Studio album by Kent
- Released: 12 November 1997 (Swedish version) 27 April 1998 (English version)
- Studio: Galaxy Studios (Mol); Ljudhavet (Stockholm); Europa Studios (Stockholm);
- Genre: Alternative rock
- Length: 49:46 (Swedish version) 53:48 (English version)
- Label: BMG
- Producer: Zed

Kent chronology
| Verkligen (1996) | Isola (1997) | Hagnesta Hill (1999) |

Singles from Isola
- "Om du var här" Released: 6 October 1997; "Saker man ser" Released: 26 January 1998; "747" Released: 13 July 1998;

= Isola (album) =

1997 studio album by the Swedish band, Kent

Isola is the third studio album by Swedish alternative rock band Kent. It was released on 12 November 1997. It was followed by an English version in 1998, for which a new song, "Velvet", was recorded.

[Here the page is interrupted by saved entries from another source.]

use std::collections::{HashMap, HashSet};

use futures::future::BoxFuture;
use serde::{Deserialize, Serialize};

use crate::db::operations::concepts;
use crate::db::{Database, StoreError};
use crate::types::Scope;

/// Words a learner can already read, with how well they know each one.
#[derive(Debug, Clone, Default, PartialEq, Eq, Serialize, Deserialize)]
pub struct KnownVocabularySet {
    pub words: HashSet<String>,
    pub understanding: HashMap<String, i64>,
}

impl KnownVocabularySet {
    pub fn from_pairs<I, S>(pairs: I) -> Self
    where
        I: IntoIterator<Item = (S, i64)>,
        S: Into<String>,
    {
        let mut set = Self::default();
        for (word, understanding) in pairs {
            let word = word.into();
            set.words.insert(word.clone());
            set.understanding.insert(word, understanding);
        }
        set
    }

    pub fn contains(&self, word: &str) -> bool {
        self.words.contains(word)
    }

    pub fn len(&self) -> usize {
        self.words.len()
    }

    pub fn is_empty(&self) -> bool {
        self.words.is_empty()
    }
}

pub trait VocabularyProvider: Send + Sync {
    fn known_vocabulary<'a>(
        &'a self,
        scope: &'a Scope,
    ) -> BoxFuture<'a, Result<KnownVocabularySet, StoreError>>;
}

/// Reads the snapshot from the learner's own concept table: every concept
/// with nonzero understanding counts as known.
#[derive(Clone)]
pub struct ConceptVocabulary {
    db: Database,
}

impl ConceptVocabulary {
    pub fn new(db: Database) -> Self {
        Self { db }
    }
}

impl VocabularyProvider for ConceptVocabulary {
    fn known_vocabulary<'a>(
        &'a self,
        scope: &'a Scope,
    ) -> BoxFuture<'a, Result<KnownVocabularySet, StoreError>> {
        Box::pin(async move {
            let words = concepts::known_words(&self.db, scope).await?;
            Ok(KnownVocabularySet::from_pairs(words))
        })
    }
}
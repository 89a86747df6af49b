use serde::Serialize;
use thiserror::Error;

use crate::db::StoreError;
use crate::services::generator::GenerationError;
use crate::types::QuestionType;

#[derive(Debug, Clone, Copy, PartialEq, Eq, Serialize)]
#[serde(rename_all = "snake_case")]
pub enum Severity {
    /// The caller re-fetches and carries on.
    Soft,
    /// A bug or a broken store; surface loudly.
    Hard,
}

/// What the caller can show instead of content that could not be generated.
#[derive(Debug, Clone, Copy, PartialEq, Eq, Serialize)]
#[serde(rename_all = "snake_case")]
pub enum FallbackMode {
    SentencePractice,
    DefinitionCard,
}

impl FallbackMode {
    pub fn for_question_type(question_type: QuestionType) -> Self {
        match question_type {
            QuestionType::Sentence => FallbackMode::DefinitionCard,
            QuestionType::YesNo | QuestionType::MultipleChoice | QuestionType::PhoneticRecall => {
                FallbackMode::SentencePractice
            }
        }
    }
}

#[derive(Debug, Error)]
pub enum PracticeError {
    #[error("stale state: {0}")]
    Stale(String),
    #[error("not found: {0}")]
    NotFound(String),
    #[error("generation failed: {source}")]
    Generation {
        #[source]
        source: GenerationError,
        fallback: FallbackMode,
    },
    #[error("invariant violated: {0}")]
    Invariant(String),
    #[error("storage error: {0}")]
    Storage(String),
}

impl PracticeError {
    pub fn generation(source: GenerationError, fallback: FallbackMode) -> Self {
        match source {
            GenerationError::UnknownConcept(id) => PracticeError::NotFound(format!("concept {id}")),
            GenerationError::Store(e) => e.into(),
            source => PracticeError::Generation { source, fallback },
        }
    }

    pub fn severity(&self) -> Severity {
        match self {
            PracticeError::Stale(_) | PracticeError::NotFound(_) | PracticeError::Generation { .. } => {
                Severity::Soft
            }
            PracticeError::Invariant(_) | PracticeError::Storage(_) => Severity::Hard,
        }
    }

    pub fn is_soft(&self) -> bool {
        self.severity() == Severity::Soft
    }

    pub fn code(&self) -> &'static str {
        match self {
            PracticeError::Stale(_) => "STALE_STATE",
            PracticeError::NotFound(_) => "NOT_FOUND",
            PracticeError::Generation { .. } => "GENERATION_FAILED",
            PracticeError::Invariant(_) => "INVARIANT_VIOLATION",
            PracticeError::Storage(_) => "STORAGE_ERROR",
        }
    }

    /// Learner-facing text. Hard errors never leak their details.
    pub fn message(&self) -> String {
        match self {
            PracticeError::Stale(_) => "Progress could not be saved, please retry.".to_string(),
            PracticeError::NotFound(_) => "This item is no longer available.".to_string(),
            PracticeError::Generation { .. } => {
                "Practice content is not ready yet, try another exercise.".to_string()
            }
            PracticeError::Invariant(_) | PracticeError::Storage(_) => "Internal error.".to_string(),
        }
    }

    pub fn fallback(&self) -> Option<FallbackMode> {
        match self {
            PracticeError::Generation { fallback, .. } => Some(*fallback),
            _ => None,
        }
    }

    pub fn to_response(&self) -> ErrorResponse {
        ErrorResponse {
            success: false,
            error: self.message(),
            code: self.code().to_string(),
            severity: self.severity(),
            fallback: self.fallback(),
        }
    }
}

impl From<StoreError> for PracticeError {
    fn from(err: StoreError) -> Self {
        match err {
            StoreError::Conflict { .. } => PracticeError::Stale(err.to_string()),
            StoreError::NotFound(what) => PracticeError::NotFound(what),
            StoreError::Invariant(what) => PracticeError::Invariant(what),
            StoreError::Sqlx(_) | StoreError::Json(_) => PracticeError::Storage(err.to_string()),
        }
    }
}

#[derive(Debug, Clone, Serialize)]
pub struct ErrorResponse {
    pub success: bool,
    pub error: String,
    pub code: String,
    pub severity: Severity,
    #[serde(skip_serializing_if = "Option::is_none")]
    pub fallback: Option<FallbackMode>,
}
use std::fmt::{Display, Formatter};
use std::str::FromStr;

use serde::{Deserialize, Serialize};

use crate::services::language::Language;

/// A learner practising one target language.
#[derive(Debug, Clone, PartialEq, Eq, Hash, Serialize, Deserialize)]
#[serde(rename_all = "camelCase")]
pub struct Scope {
    pub user_id: String,
    pub language: Language,
}

impl Scope {
    pub fn new(user_id: impl Into<String>, language: Language) -> Self {
        Self {
            user_id: user_id.into(),
            language,
        }
    }
}

#[derive(Debug, Clone, Copy, PartialEq, Eq, Hash, PartialOrd, Ord, Serialize, Deserialize)]
#[serde(rename_all = "snake_case")]
pub enum QuestionType {
    YesNo,
    MultipleChoice,
    Sentence,
    PhoneticRecall,
}

impl QuestionType {
    pub const ALL: [QuestionType; 4] = [
        QuestionType::YesNo,
        QuestionType::MultipleChoice,
        QuestionType::Sentence,
        QuestionType::PhoneticRecall,
    ];

    pub const fn as_str(self) -> &'static str {
        match self {
            QuestionType::YesNo => "yes_no",
            QuestionType::MultipleChoice => "multiple_choice",
            QuestionType::Sentence => "sentence",
            QuestionType::PhoneticRecall => "phonetic_recall",
        }
    }
}

impl Display for QuestionType {
    fn fmt(&self, f: &mut Formatter<'_>) -> std::fmt::Result {
        f.write_str(self.as_str())
    }
}

#[derive(Debug, Clone, PartialEq, Eq, thiserror::Error)]
#[error("unknown question type: {0}")]
pub struct UnknownQuestionType(pub String);

impl FromStr for QuestionType {
    type Err = UnknownQuestionType;

    fn from_str(s: &str) -> Result<Self, Self::Err> {
        QuestionType::ALL
            .into_iter()
            .find(|t| t.as_str() == s.trim())
            .ok_or_else(|| UnknownQuestionType(s.to_string()))
    }
}

#[cfg(test)]
mod tests {
    use super::*;

    #[test]
    fn question_type_parses_its_own_name() {
        for t in QuestionType::ALL {
            assert_eq!(t.as_str().parse::<QuestionType>(), Ok(t));
        }
        assert!("essay".parse::<QuestionType>().is_err());
    }

    #[test]
    fn question_type_serializes_snake_case() {
        let json = serde_json::to_string(&QuestionType::MultipleChoice).unwrap();
        assert_eq!(json, "\"multiple_choice\"");
    }
}
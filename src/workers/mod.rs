pub mod pregeneration;

use tokio::sync::{broadcast, mpsc, Mutex};
use tokio_cron_scheduler::{Job, JobScheduler};
use tracing::{error, info, warn};

use crate::db::config::env_bool;
use crate::engine::PracticeEngine;

pub use pregeneration::{PregenerationQueue, PregenerationRequest, PregenerationWorker};

pub struct WorkerManager {
    scheduler: Mutex<JobScheduler>,
    shutdown_tx: broadcast::Sender<()>,
    engine: PracticeEngine,
    queue: PregenerationQueue,
    schedule: String,
    batch: u32,
}

impl WorkerManager {
    pub async fn new(engine: PracticeEngine, queue: PregenerationQueue) -> Result<Self, WorkerError> {
        let scheduler = JobScheduler::new().await.map_err(WorkerError::Scheduler)?;
        let (shutdown_tx, _) = broadcast::channel(1);
        let generation = engine.generation_config();
        Ok(Self {
            scheduler: Mutex::new(scheduler),
            shutdown_tx,
            schedule: generation.pregeneration_schedule.clone(),
            batch: generation.pregeneration_batch,
            engine,
            queue,
        })
    }

    /// Starts the queue worker and the periodic sweep.
    pub async fn start(
        &self,
        receiver: mpsc::Receiver<PregenerationRequest>,
    ) -> Result<(), WorkerError> {
        let worker = PregenerationWorker::new(self.engine.clone(), receiver);
        tokio::spawn(worker.run(self.shutdown_tx.subscribe()));

        if !env_bool("ENABLE_PREGENERATION_SWEEP", true) {
            info!("pre-generation sweep disabled");
            return Ok(());
        }

        let scheduler = self.scheduler.lock().await;
        let engine = self.engine.clone();
        let queue = self.queue.clone();
        let batch = self.batch;
        let shutdown_rx = self.shutdown_tx.subscribe();
        let job = Job::new_async(self.schedule.as_str(), move |_uuid, _lock| {
            let engine = engine.clone();
            let queue = queue.clone();
            let mut rx = shutdown_rx.resubscribe();
            Box::pin(async move {
                tokio::select! {
                    _ = rx.recv() => {},
                    result = pregeneration::sweep(&engine, &queue, batch) => {
                        if let Err(e) = result {
                            error!(error = %e, code = e.code(), "pre-generation sweep error");
                        }
                    }
                }
            })
        })
        .map_err(WorkerError::Scheduler)?;
        scheduler.add(job).await.map_err(WorkerError::Scheduler)?;
        scheduler.start().await.map_err(WorkerError::Scheduler)?;
        info!(schedule = %self.schedule, batch, "pre-generation sweep scheduled");

        Ok(())
    }

    pub async fn stop(&self) {
        info!("Stopping workers...");
        let _ = self.shutdown_tx.send(());

        let mut scheduler = self.scheduler.lock().await;
        if let Err(e) = scheduler.shutdown().await {
            warn!(error = %e, "Error shutting down scheduler");
        }
        info!("Workers stopped");
    }
}

#[derive(Debug, thiserror::Error)]
pub enum WorkerError {
    #[error("Scheduler error: {0}")]
    Scheduler(#[from] tokio_cron_scheduler::JobSchedulerError),
}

The last song on the album, "747", became a fan favourite and was used as concert closer between 1997 and 2003.

Isola won the Album of the Year award at the Swedish Grammy Awards in 1998.

Professional ratings
Review scores
| Source | Rating |
| Aftonbladet | Star |
| Expressen | Star |
| Göteborgs-Posten | Star |

==Track listing==

- "OWC" stands for Off World Colonies, a reference to the film Blade Runner. The song's opening piano line was also inspired by the film's soundtrack, which was composed by Vangelis.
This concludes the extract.